Twelve weeks of Reishi β-glucan boosted key immune cells in healthy adults without any liver or kidney changes

Objective
To test whether daily β-1,3/1,6-D-glucan from Ganoderma lucidum (Reishi) modulates immune cell profiles in healthy adults, and to evaluate safety over 12 weeks.

Methods

• Randomized, double-blind, placebo-controlled trial in healthy adults (18–55 y).
• Participants were assigned to 200 mg/day Reishi β-glucan capsules or 200 mg dextrose placebo for 84 days. 
• Primary endpoints (baseline and week 12): total lymphocytes, CD3⁺, CD4⁺, CD8⁺ T-cell counts, CD4/CD8 ratio, NK-cell counts, and NK cytotoxicity. 
• Secondary endpoints: safety labs (AST, ALT, creatinine, CBC indices). 
• 157 randomized; 135 completed (Reishi n=70; placebo n=65). 

Results

• Compared with placebo at week 12, the Reishi group showed higher lymphocyte and T-cell counts (CD3⁺, CD4⁺, CD8⁺), higher CD4/CD8 ratio, higher NK-cell counts, and markedly higher NK cytotoxicity; serum IgA also increased. 
• Liver and kidney function tests and hematologic indices showed no significant between-group differences. 

Interpretation
Daily 200 mg Reishi β-glucan for 12 weeks produced coordinated increases in innate (NK) and adaptive (T-cell) markers in healthy adults without laboratory safety signals. The trial supports systemic immunomodulation, but it did not measure gut endpoints (microbiome, SCFAs, barrier markers), so any gut-mediated contribution is undetermined here. 

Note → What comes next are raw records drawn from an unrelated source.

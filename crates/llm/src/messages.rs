use serde::{Deserialize, Serialize};

/// OpenAI-compatible chat completion request.
#[derive(Debug, Clone, Serialize)]
pub(crate) struct ChatCompletionRequest {
    pub(crate) model: String,
    pub(crate) messages: Vec<ChatMessage>,
}

impl ChatCompletionRequest {
    /// A single user turn carrying the prompt.
    pub(crate) fn prompt(model: impl Into<String>, prompt: impl Into<String>) -> Self {
        Self {
            model: model.into(),
            messages: vec![ChatMessage {
                role: "user".to_string(),
                content: Some(prompt.into()),
            }],
        }
    }
}

/// Chat message in OpenAI format.
#[derive(Debug, Clone, Deserialize, Serialize)]
pub(crate) struct ChatMessage {
    pub(crate) role: String,
    #[serde(default)]
    pub(crate) content: Option<String>,
}

/// OpenAI-compatible chat completion response, reduced to what the gateway reads.
#[derive(Debug, Clone, Deserialize)]
pub(crate) struct ChatCompletionResponse {
    #[serde(default)]
    pub(crate) choices: Vec<ChatChoice>,
}

impl ChatCompletionResponse {
    /// Text of the first choice, if any.
    pub(crate) fn into_text(self) -> Option<String> {
        self.choices.into_iter().next().and_then(|choice| choice.message.content)
    }
}

/// Chat completion choice.
#[derive(Debug, Clone, Deserialize)]
pub(crate) struct ChatChoice {
    pub(crate) message: ChatMessage,
}
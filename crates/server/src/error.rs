use axum::{
    Json,
    response::{IntoResponse, Response},
};
use http::StatusCode;
use llm::LlmError;
use serde::Serialize;

use crate::auth::AuthError;

/// Every failure the HTTP surface reports. Each one renders as a `success: false` JSON envelope.
#[derive(Debug, thiserror::Error)]
pub(crate) enum ApiError {
    #[error(transparent)]
    Auth(#[from] AuthError),
    #[error("Message is required")]
    MissingMessage,
    #[error("Too many requests. {class} users can make {limit} requests per {window}.")]
    QuotaExceeded { class: String, limit: u32, window: String },
    #[error("{0}")]
    DownstreamFailure(#[from] LlmError),
}

impl ApiError {
    fn status_code(&self) -> StatusCode {
        match self {
            ApiError::Auth(AuthError::MissingCredentials) => StatusCode::UNAUTHORIZED,
            ApiError::Auth(AuthError::InvalidCredentials) => StatusCode::FORBIDDEN,
            ApiError::Auth(AuthError::InvalidToken(_)) => StatusCode::UNAUTHORIZED,
            ApiError::Auth(AuthError::Internal) => StatusCode::INTERNAL_SERVER_ERROR,
            ApiError::MissingMessage => StatusCode::BAD_REQUEST,
            ApiError::QuotaExceeded { .. } => StatusCode::TOO_MANY_REQUESTS,
            ApiError::DownstreamFailure(_) => StatusCode::INTERNAL_SERVER_ERROR,
        }
    }

    fn kind(&self) -> &'static str {
        match self {
            ApiError::Auth(AuthError::MissingCredentials) => "missing_credentials",
            ApiError::Auth(AuthError::InvalidCredentials) => "invalid_credentials",
            ApiError::Auth(AuthError::InvalidToken(_)) => "invalid_token",
            ApiError::Auth(AuthError::Internal) => "internal_error",
            ApiError::MissingMessage => "missing_message",
            ApiError::QuotaExceeded { .. } => "quota_exceeded",
            ApiError::DownstreamFailure(_) => "downstream_failure",
        }
    }
}

#[derive(Serialize)]
struct ErrorEnvelope {
    success: bool,
    error: &'static str,
    message: String,
    #[serde(skip_serializing_if = "Option::is_none")]
    remaining_requests: Option<u32>,
}

impl IntoResponse for ApiError {
    fn into_response(self) -> Response {
        let remaining_requests = matches!(self, ApiError::QuotaExceeded { .. }).then_some(0);

        let envelope = ErrorEnvelope {
            success: false,
            error: self.kind(),
            message: self.to_string(),
            remaining_requests,
        };

        (self.status_code(), Json(envelope)).into_response()
    }
}
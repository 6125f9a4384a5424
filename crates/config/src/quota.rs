//! Quota configuration structures.

use std::{collections::BTreeMap, num::NonZeroU32, time::Duration};

use duration_str::deserialize_duration;
use serde::Deserialize;

use crate::IdentityClass;

const DEFAULT_GUEST_LIMIT: NonZeroU32 = NonZeroU32::new(5).unwrap();
const DEFAULT_USER_LIMIT: NonZeroU32 = NonZeroU32::new(20).unwrap();

/// Request quotas per identity class over a shared window.
#[derive(Debug, Clone, Deserialize)]
#[serde(default, deny_unknown_fields)]
pub struct QuotaConfig {
    /// Length of the fixed window shared by all classes.
    #[serde(deserialize_with = "deserialize_duration")]
    pub window: Duration,
    /// Maximum number of requests per window, by class.
    pub limits: BTreeMap<IdentityClass, NonZeroU32>,
    /// Removal of usage records that can no longer affect an admission decision.
    pub eviction: EvictionConfig,
}

impl Default for QuotaConfig {
    fn default() -> Self {
        let limits = [
            (IdentityClass::guest(), DEFAULT_GUEST_LIMIT),
            (IdentityClass::new("user"), DEFAULT_USER_LIMIT),
        ]
        .into_iter()
        .collect();

        Self {
            window: Duration::from_secs(3600),
            limits,
            eviction: EvictionConfig::default(),
        }
    }
}

/// Configuration for dropping stale usage records.
#[derive(Debug, Clone, Deserialize)]
#[serde(default, deny_unknown_fields)]
pub struct EvictionConfig {
    /// Whether the background sweep runs at all.
    pub enabled: bool,
    /// A record is dropped once its window started at least this many windows ago.
    pub retain_windows: u32,
    /// How often the sweep runs.
    #[serde(deserialize_with = "deserialize_duration")]
    pub sweep_interval: Duration,
}

impl Default for EvictionConfig {
    fn default() -> Self {
        Self {
            enabled: true,
            retain_windows: 2,
            sweep_interval: Duration::from_secs(300),
        }
    }
}
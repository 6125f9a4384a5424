use args::Args;
use clap::Parser;
use config::Config;
use server::ServeConfig;

mod args;
mod logger;

#[tokio::main]
async fn main() -> anyhow::Result<()> {
    let args = Args::parse();

    // Installed before loading the configuration, so its warnings are visible.
    logger::init(&args);

    let config = args.config()?;

    if let Err(e) = server::serve(serve_config(&args, config)).await {
        log::error!("Server failed to start: {e}");
        std::process::exit(1);
    }

    Ok(())
}

fn serve_config(args: &Args, config: Config) -> ServeConfig {
    let listen_address = args.listen_address.unwrap_or(config.server.listen_address);

    ServeConfig { listen_address, config }
}
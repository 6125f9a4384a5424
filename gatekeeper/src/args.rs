use std::{io::IsTerminal, net::SocketAddr, path::PathBuf, str::FromStr};

use clap::{Parser, ValueEnum};
use config::Config;
use log::LevelFilter;
use logforth::filter::EnvFilter;

#[derive(Debug, Parser)]
#[command(name = "Gatekeeper", version, long_about = concat!("Gatekeeper v", env!("CARGO_PKG_VERSION")))]
pub struct Args {
    /// IP address on which the server will listen for incoming connections.
    /// Overrides `server.listen_address` from the configuration (default: 127.0.0.1:3000).
    #[arg(short, long, env = "GATEKEEPER_LISTEN_ADDRESS")]
    pub listen_address: Option<SocketAddr>,
    /// Path to the TOML configuration file
    #[arg(long, short, env = "GATEKEEPER_CONFIG_PATH", default_value = "./gatekeeper.toml")]
    pub config: PathBuf,
    /// Logging level of the gatekeeper crates (off, error, warn, info, debug, trace).
    /// Other crates log warnings and errors only.
    #[arg(long = "log", env = "GATEKEEPER_LOG", default_value_t = LevelFilter::Info)]
    pub log_level: LevelFilter,
    /// Style of log output. Colorized when stdout is a terminal, plain text otherwise.
    #[arg(long, env = "GATEKEEPER_LOG_STYLE", value_enum)]
    pub log_style: Option<LogStyle>,
}

impl Args {
    pub fn config(&self) -> anyhow::Result<Config> {
        let config = if self.config.exists() {
            Config::load(&self.config)?
        } else {
            log::warn!(
                "Configuration file {} not found, using defaults",
                self.config.display()
            );

            let config = Config::default();
            config.validate()?;

            config
        };

        Ok(config)
    }

    pub fn log_style(&self) -> LogStyle {
        match self.log_style {
            Some(style) => style,
            None if std::io::stdout().is_terminal() => LogStyle::Color,
            None => LogStyle::Text,
        }
    }

    pub fn env_filter(&self) -> EnvFilter {
        EnvFilter::from_str(&filter_directives(self.log_level)).expect("These all are valid env filters.")
    }
}

fn filter_directives(level: LevelFilter) -> String {
    if level == LevelFilter::Off {
        return "off".to_string();
    }

    let level = level.as_str().to_ascii_lowercase();

    format!("warn,gatekeeper={level},server={level},config={level},llm={level},rate_limit={level}")
}

#[derive(Debug, Copy, Clone, PartialEq, Eq, ValueEnum)]
pub(crate) enum LogStyle {
    /// Colorized text
    Color,
    /// Plain text
    Text,
    /// JSON objects
    Json,
}

#[cfg(test)]
mod tests {
    use std::io::Write;

    use super::*;

    #[test]
    fn flags_override_defaults() {
        let args = Args::try_parse_from([
            "gatekeeper",
            "--listen-address",
            "0.0.0.0:8080",
            "--config",
            "/etc/gatekeeper.toml",
            "--log",
            "debug",
            "--log-style",
            "json",
        ])
        .unwrap();

        assert_eq!(args.listen_address.unwrap().to_string(), "0.0.0.0:8080");
        assert_eq!(args.config, PathBuf::from("/etc/gatekeeper.toml"));
        assert_eq!(args.log_level, LevelFilter::Debug);
        assert_eq!(args.log_style(), LogStyle::Json);
    }

    #[test]
    fn logging_defaults_to_info() {
        let args = Args::try_parse_from(["gatekeeper"]).unwrap();

        assert_eq!(args.log_level, LevelFilter::Info);
        assert_eq!(args.log_style, None);
    }

    #[test]
    fn workspace_crates_follow_selected_level() {
        assert_eq!(filter_directives(LevelFilter::Off), "off");
        assert_eq!(
            filter_directives(LevelFilter::Debug),
            "warn,gatekeeper=debug,server=debug,config=debug,llm=debug,rate_limit=debug"
        );
    }

    #[test]
    fn missing_config_file_falls_back_to_defaults() {
        let args = Args::try_parse_from(["gatekeeper", "--config", "/nonexistent/gatekeeper.toml"]).unwrap();
        let config = args.config().unwrap();

        assert_eq!(config.server.listen_address.to_string(), "127.0.0.1:3000");
    }

    #[test]
    fn config_file_is_loaded() {
        let mut file = tempfile::NamedTempFile::new().unwrap();
        writeln!(file, "[server]\nlisten_address = \"127.0.0.1:4321\"").unwrap();

        let path = file.path().to_str().unwrap().to_string();
        let args = Args::try_parse_from(["gatekeeper", "--config", path.as_str()]).unwrap();

        assert_eq!(args.config().unwrap().server.listen_address.port(), 4321);
    }
}
use bon::bon;
use chrono::NaiveDate;
use rust_decimal::Decimal;
use uuid::Uuid;

use crate::{
    DatabaseManager,
    error::DbResult,
    types::{DeliveryTransfer, PaymentIntentRecord, PaymentLedgerEntry},
};

#[bon]
impl DatabaseManager {
    pub async fn find_payment_intent_by_key(
        &self,
        idempotency_key: &str,
    ) -> DbResult<Option<PaymentIntentRecord>> {
        let record = sqlx::query_as::<_, PaymentIntentRecord>(
            r#"
            SELECT id, idempotency_key, order_id, processor_intent_id, client_secret,
                   amount_cents, currency, created_at
            FROM payment_intents
            WHERE idempotency_key = $1
            "#,
        )
        .bind(idempotency_key)
        .fetch_optional(&self.pool)
        .await?;

        Ok(record)
    }

    /// Stores the intent for `idempotency_key`. If a concurrent request
    /// stored one first, that earlier record is returned instead.
    #[builder]
    pub async fn save_payment_intent(
        &self,
        idempotency_key: &str,
        order_id: Uuid,
        processor_intent_id: &str,
        client_secret: &str,
        amount_cents: i64,
        currency: &str,
    ) -> DbResult<PaymentIntentRecord> {
        let mut tx = self.pool.begin().await?;

        let inserted = sqlx::query_as::<_, PaymentIntentRecord>(
            r#"
            INSERT INTO payment_intents (id, idempotency_key, order_id, processor_intent_id,
                                         client_secret, amount_cents, currency, created_at)
            VALUES ($1, $2, $3, $4, $5, $6, $7, now())
            ON CONFLICT (idempotency_key) DO NOTHING
            RETURNING id, idempotency_key, order_id, processor_intent_id, client_secret,
                      amount_cents, currency, created_at
            "#,
        )
        .bind(Uuid::now_v7())
        .bind(idempotency_key)
        .bind(order_id)
        .bind(processor_intent_id)
        .bind(client_secret)
        .bind(amount_cents)
        .bind(currency)
        .fetch_optional(&mut *tx)
        .await?;

        let record = match inserted {
            Some(record) => {
                sqlx::query(
                    r#"
                    UPDATE orders SET payment_intent_id = $2, updated_at = now() WHERE id = $1
                    "#,
                )
                .bind(order_id)
                .bind(processor_intent_id)
                .execute(&mut *tx)
                .await?;
                record
            }
            None => {
                sqlx::query_as::<_, PaymentIntentRecord>(
                    r#"
                    SELECT id, idempotency_key, order_id, processor_intent_id, client_secret,
                           amount_cents, currency, created_at
                    FROM payment_intents
                    WHERE idempotency_key = $1
                    "#,
                )
                .bind(idempotency_key)
                .fetch_one(&mut *tx)
                .await?
            }
        };

        tx.commit().await?;

        Ok(record)
    }

    #[builder]
    pub async fn insert_payment_ledger_entry(
        &self,
        order_id: Uuid,
        processor_intent_id: Option<String>,
        processor_refund_id: Option<String>,
        kind: &str,
        amount: Decimal,
    ) -> DbResult<PaymentLedgerEntry> {
        let entry = sqlx::query_as::<_, PaymentLedgerEntry>(
            r#"
            INSERT INTO payments (id, order_id, processor_intent_id, processor_refund_id, kind, amount, created_at)
            VALUES ($1, $2, $3, $4, $5, $6, now())
            RETURNING id, order_id, processor_intent_id, processor_refund_id, kind, amount, created_at
            "#,
        )
        .bind(Uuid::now_v7())
        .bind(order_id)
        .bind(&processor_intent_id)
        .bind(&processor_refund_id)
        .bind(kind)
        .bind(amount)
        .fetch_one(&self.pool)
        .await?;

        Ok(entry)
    }

    #[builder]
    pub async fn create_delivery_transfer(
        &self,
        driver_id: Uuid,
        amount: Decimal,
        transfer_date: NaiveDate,
        reference: Option<String>,
        notes: Option<String>,
        created_by: Uuid,
    ) -> DbResult<DeliveryTransfer> {
        let transfer = sqlx::query_as::<_, DeliveryTransfer>(
            r#"
            INSERT INTO delivery_transfers (id, driver_id, amount, transfer_date, reference, notes, created_by, created_at)
            VALUES ($1, $2, $3, $4, $5, $6, $7, now())
            RETURNING id, driver_id, amount, transfer_date, reference, notes, created_by, created_at
            "#,
        )
        .bind(Uuid::now_v7())
        .bind(driver_id)
        .bind(amount)
        .bind(transfer_date)
        .bind(&reference)
        .bind(&notes)
        .bind(created_by)
        .fetch_one(&self.pool)
        .await?;

        Ok(transfer)
    }
}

Mechanisms & pathways discussed
The manuscript frames fungal β-glucans as PRR ligands (e.g., Dectin-1, CR3, TLRs), which can trigger downstream immune signaling; however, mechanistic assays were not performed in this RCT (no receptor, cytokine-pathway, or gut-microbiome readouts in participants). 

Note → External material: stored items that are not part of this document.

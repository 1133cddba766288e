use rust_decimal::Decimal;
use serde::{Deserialize, Serialize};

use crate::mailer::EmailMessage;

const BRAND: &str = "CVN'EAT";
const SUPPORT_ADDRESS: &str = "contact@cvneat.fr";

/// Customer-facing emails. Serializable so they can travel through the
/// outbox as task payloads.
#[derive(Debug, Clone, PartialEq, Serialize, Deserialize)]
#[serde(tag = "template", rename_all = "snake_case")]
pub enum EmailTemplate {
    OrderCancelled {
        order_id: String,
        customer_name: Option<String>,
        reason: Option<String>,
        refund_amount: Option<Decimal>,
    },
    ComplaintReceived {
        complaint_id: String,
        order_id: String,
        customer_name: Option<String>,
        complaint_type: String,
    },
    ComplaintResolved {
        complaint_id: String,
        customer_name: Option<String>,
        resolution: String,
        refund_amount: Option<Decimal>,
    },
    DeliveryCompleted {
        order_id: String,
        customer_name: Option<String>,
        restaurant_name: String,
        total_amount: Decimal,
    },
}

fn escape_html(input: &str) -> String {
    let mut out = String::with_capacity(input.len());
    for c in input.chars() {
        match c {
            '&' => out.push_str("&amp;"),
            '<' => out.push_str("&lt;"),
            '>' => out.push_str("&gt;"),
            '"' => out.push_str("&quot;"),
            '\'' => out.push_str("&#39;"),
            _ => out.push(c),
        }
    }
    out
}

/// Orders are shown to customers by the first 8 characters of their id.
fn short_id(id: &str) -> String {
    id.chars().take(8).collect::<String>().to_uppercase()
}

fn euros(amount: Decimal) -> String {
    format!("{}&nbsp;€", amount.round_dp(2)).replace('.', ",")
}

fn greeting(name: Option<&str>) -> String {
    match name.map(str::trim).filter(|n| !n.is_empty()) {
        Some(name) => format!("Bonjour {},", escape_html(name)),
        None => "Bonjour,".to_string(),
    }
}

fn layout(title: &str, body: &str) -> String {
    format!(
        r#"<!DOCTYPE html>
<html>
<head><meta charset="utf-8"><title>{title} - {brand}</title></head>
<body style="font-family: Arial, sans-serif; line-height: 1.6; color: #333; max-width: 600px; margin: 0 auto; padding: 20px;">
<div style="background: #1f2937; color: white; padding: 20px; text-align: center; border-radius: 8px 8px 0 0;">
<h1>{title}</h1>
</div>
<div style="background: #f9fafb; padding: 30px; border-radius: 0 0 8px 8px;">
{body}
<p>Pour toute question : {support}</p>
<p>Cordialement,<br>L'équipe {brand}</p>
</div>
</body>
</html>"#,
        title = escape_html(title),
        brand = escape_html(BRAND),
        support = SUPPORT_ADDRESS,
        body = body,
    )
}

impl EmailTemplate {
    pub fn subject(&self) -> String {
        match self {
            EmailTemplate::OrderCancelled {
                order_id,
                refund_amount: Some(_),
                ..
            } => format!(
                "Commande #{} annulée et remboursée - {BRAND}",
                short_id(order_id)
            ),
            EmailTemplate::OrderCancelled { order_id, .. } => {
                format!("Commande #{} annulée - {BRAND}", short_id(order_id))
            }
            EmailTemplate::ComplaintReceived { .. } => format!("Réclamation reçue - {BRAND}"),
            EmailTemplate::ComplaintResolved { .. } => format!("Réclamation résolue - {BRAND}"),
            EmailTemplate::DeliveryCompleted { order_id, .. } => {
                format!("Votre commande #{} a été livrée !", short_id(order_id))
            }
        }
    }

    pub fn html(&self) -> String {
        match self {
            EmailTemplate::OrderCancelled {
                order_id,
                customer_name,
                reason,
                refund_amount,
            } => {
                let mut body = format!(
                    "<p>{}</p><p>Votre commande <strong>#{}</strong> a été annulée.</p>",
                    greeting(customer_name.as_deref()),
                    short_id(order_id)
                );
                if let Some(reason) = reason.as_deref().filter(|r| !r.trim().is_empty()) {
                    body.push_str(&format!("<p>Motif : {}</p>", escape_html(reason)));
                }
                match refund_amount {
                    Some(amount) => body.push_str(&format!(
                        "<p>Un remboursement de <strong>{}</strong> a été émis. \
                         Il apparaîtra sur votre relevé sous 5 à 10 jours ouvrés.</p>",
                        euros(*amount)
                    )),
                    None => body.push_str("<p>Aucun montant ne vous a été débité.</p>"),
                }
                layout("Commande annulée", &body)
            }
            EmailTemplate::ComplaintReceived {
                complaint_id,
                order_id,
                customer_name,
                complaint_type,
            } => {
                let body = format!(
                    "<p>{}</p><p>Nous avons bien reçu votre réclamation \
                     <strong>#{}</strong> concernant la commande <strong>#{}</strong> \
                     ({}).</p><p>Notre équipe l'examine et reviendra vers vous sous 48 heures.</p>",
                    greeting(customer_name.as_deref()),
                    short_id(complaint_id),
                    short_id(order_id),
                    escape_html(complaint_type)
                );
                layout("Réclamation reçue", &body)
            }
            EmailTemplate::ComplaintResolved {
                complaint_id,
                customer_name,
                resolution,
                refund_amount,
            } => {
                let mut body = format!(
                    "<p>{}</p><p>Votre réclamation <strong>#{}</strong> a été traitée.</p>\
                     <p>{}</p>",
                    greeting(customer_name.as_deref()),
                    short_id(complaint_id),
                    escape_html(resolution)
                );
                if let Some(amount) = refund_amount {
                    body.push_str(&format!(
                        "<p>Montant remboursé : <strong>{}</strong></p>",
                        euros(*amount)
                    ));
                }
                layout("Réclamation résolue", &body)
            }
            EmailTemplate::DeliveryCompleted {
                order_id,
                customer_name,
                restaurant_name,
                total_amount,
            } => {
                let body = format!(
                    "<p>{}</p><p>Votre commande a été livrée avec succès !</p>\
                     <p><strong>Numéro de commande :</strong> #{}<br>\
                     <strong>Restaurant :</strong> {}<br>\
                     <strong>Montant total :</strong> {}</p><p>Bon appétit !</p>",
                    greeting(customer_name.as_deref()),
                    short_id(order_id),
                    escape_html(restaurant_name),
                    euros(*total_amount)
                );
                layout("Commande livrée", &body)
            }
        }
    }

    pub fn to_message(&self, to: impl Into<String>, to_name: Option<String>) -> EmailMessage {
        EmailMessage {
            to: to.into(),
            to_name,
            subject: self.subject(),
            html: self.html(),
        }
    }
}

Dosages & adverse reactions

• Dose/Regimen: 200 mg β-glucan/day (single capsule) for 84 days; placebo was 200 mg dextrose.
• Safety/Tolerability: No adverse events noted, AST/ALT/creatinine unchanged vs placebo at week 12. 

Quality of study (assessment)

• Strengths: Prospective RCT, double-blind design; prespecified cellular immune endpoints; adequate treatment duration (12 weeks); dose specified; DSMB oversight; direct reporting of safety labs. 
• Limitations: Healthy volunteer population (no clinical infection outcomes); no gut-specific measures; immune endpoints are laboratory markers (surrogates); manufacturer-specific extract and sponsor involvement may limit generalizability. 

Implications
For immuno-nutrition in healthy adults, Reishi β-glucan 200 mg/day can enhance NK/T-cell indices without short-term lab safety concerns. Clinically meaningful outcomes (e.g., infection incidence/severity) and gut-focused effects require trials that include microbiome/SCFA/barrier readouts and standardized β-glucan characterization.